//! Engine model - the complete state of the table editing engine
//!
//! One [`EngineModel`] serves one host document. It owns a `TableBlock` per
//! rendered table block, the document-wide selection tracker, the edit
//! session guard, and the persisted configuration. Following the Elm
//! pattern, all state transitions flow through [`update`](crate::update::update).

pub mod store;

use std::fmt;

use crate::config::EngineConfig;
use crate::host::BlockHandle;
use crate::selection::SelectionTracker;
use crate::session::EditSession;

pub use store::{Cell, CellPosition, Page, PageId, Row, Span, Store, StoreScripts};

/// Identifies one rendered table block within the engine
#[derive(Debug, Clone, Copy, PartialEq, Eq, PartialOrd, Ord, Hash)]
pub struct BlockId(pub usize);

impl fmt::Display for BlockId {
    fn fmt(&self, f: &mut fmt::Formatter<'_>) -> fmt::Result {
        write!(f, "block#{}", self.0)
    }
}

/// One rendered table block: its parsed store plus the handle the host uses
/// to locate its text
#[derive(Debug)]
pub struct TableBlock {
    pub id: BlockId,
    pub handle: BlockHandle,
    pub store: Store,
}

/// Complete engine state for one host document
#[derive(Debug)]
pub struct EngineModel {
    blocks: Vec<TableBlock>,
    pub selection: SelectionTracker,
    pub session: EditSession,
    pub config: EngineConfig,
    next_block_id: usize,
}

impl EngineModel {
    pub fn new(config: EngineConfig) -> Self {
        EngineModel {
            blocks: Vec::new(),
            selection: SelectionTracker::new(),
            session: EditSession::new(),
            config,
            next_block_id: 0,
        }
    }

    /// Register a freshly parsed block and return its id
    pub fn open_block(&mut self, handle: BlockHandle, store: Store) -> BlockId {
        let id = BlockId(self.next_block_id);
        self.next_block_id += 1;
        self.blocks.push(TableBlock { id, handle, store });
        id
    }

    pub fn block(&self, id: BlockId) -> Option<&TableBlock> {
        self.blocks.iter().find(|b| b.id == id)
    }

    pub fn block_mut(&mut self, id: BlockId) -> Option<&mut TableBlock> {
        self.blocks.iter_mut().find(|b| b.id == id)
    }

    pub fn blocks(&self) -> impl Iterator<Item = &TableBlock> {
        self.blocks.iter()
    }

    /// Replace a block's store wholesale after the host re-parsed its text
    ///
    /// The old store is discarded; any selection that referenced it keeps its
    /// logical positions and simply misses on lookups that no longer exist.
    pub fn resync_block(&mut self, id: BlockId, store: Store) {
        if let Some(block) = self.block_mut(id) {
            block.store = store;
        }
    }

    /// Forget a block that is no longer rendered
    pub fn close_block(&mut self, id: BlockId) {
        self.blocks.retain(|b| b.id != id);
        if self.selection.target().map(|t| t.block) == Some(id) {
            self.selection.clear();
        }
    }
}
=====
Exercise>
In full and exactly as written, reproduce the records above.

Output for this task>
//! Engine model - the complete state of the table editing engine
//!
//! One [`EngineModel`] serves one host document. It owns a `TableBlock` per
//! rendered table block, the document-wide selection tracker, the edit
//! session guard, and the persisted configuration. Following the Elm
//! pattern, all state transitions flow through [`update`](crate::update::update).

pub mod store;

use std::fmt;

use crate::config::EngineConfig;
use crate::host::BlockHandle;
use crate::selection::SelectionTracker;
use crate::session::EditSession;

pub use store::{Cell, CellPosition, Page, PageId, Row, Span, Store, StoreScripts};

/// Identifies one rendered table block within the engine
#[derive(Debug, Clone, Copy, PartialEq, Eq, PartialOrd, Ord, Hash)]
pub struct BlockId(pub usize);

impl fmt::Display for BlockId {
    fn fmt(&self, f: &mut fmt::Formatter<'_>) -> fmt::Result {
        write!(f, "block#{}", self.0)
    }
}

/// One rendered table block: its parsed store plus the handle the host uses
/// to locate its text
#[derive(Debug)]
pub struct TableBlock {
    pub id: BlockId,
    pub handle: BlockHandle,
    pub store: Store,
}

/// Complete engine state for one host document
#[derive(Debug)]
pub struct EngineModel {
    blocks: Vec<TableBlock>,
    pub selection: SelectionTracker,
    pub session: EditSession,
    pub config: EngineConfig,
    next_block_id: usize,
}

impl EngineModel {
    pub fn new(config: EngineConfig) -> Self {
        EngineModel {
            blocks: Vec::new(),
            selection: SelectionTracker::new(),
            session: EditSession::new(),
            config,
            next_block_id: 0,
        }
    }

    /// Register a freshly parsed block and return its id
    pub fn open_block(&mut self, handle: BlockHandle, store: Store) -> BlockId {
        let id = BlockId(self.next_block_id);
        self.next_block_id += 1;
        self.blocks.push(TableBlock { id, handle, store });
        id
    }

    pub fn block(&self, id: BlockId) -> Option<&TableBlock> {
        self.blocks.iter().find(|b| b.id == id)
    }

    pub fn block_mut(&mut self, id: BlockId) -> Option<&mut TableBlock> {
        self.blocks.iter_mut().find(|b| b.id == id)
    }

    pub fn blocks(&self) -> impl Iterator<Item = &TableBlock> {
        self.blocks.iter()
    }

    /// Replace a block's store wholesale after the host re-parsed its text
    ///
    /// The old store is discarded; any selection that referenced it keeps its
    /// logical positions and simply misses on lookups that no longer exist.
    pub fn resync_block(&mut self, id: BlockId, store: Store) {
        if let Some(block) = self.block_mut(id) {
            block.store = store;
        }
    }

    /// Forget a block that is no longer rendered
    pub fn close_block(&mut self, id: BlockId) {
        self.blocks.retain(|b| b.id != id);
        if self.selection.target().map(|t| t.block) == Some(id) {
            self.selection.clear();
        }
    }
}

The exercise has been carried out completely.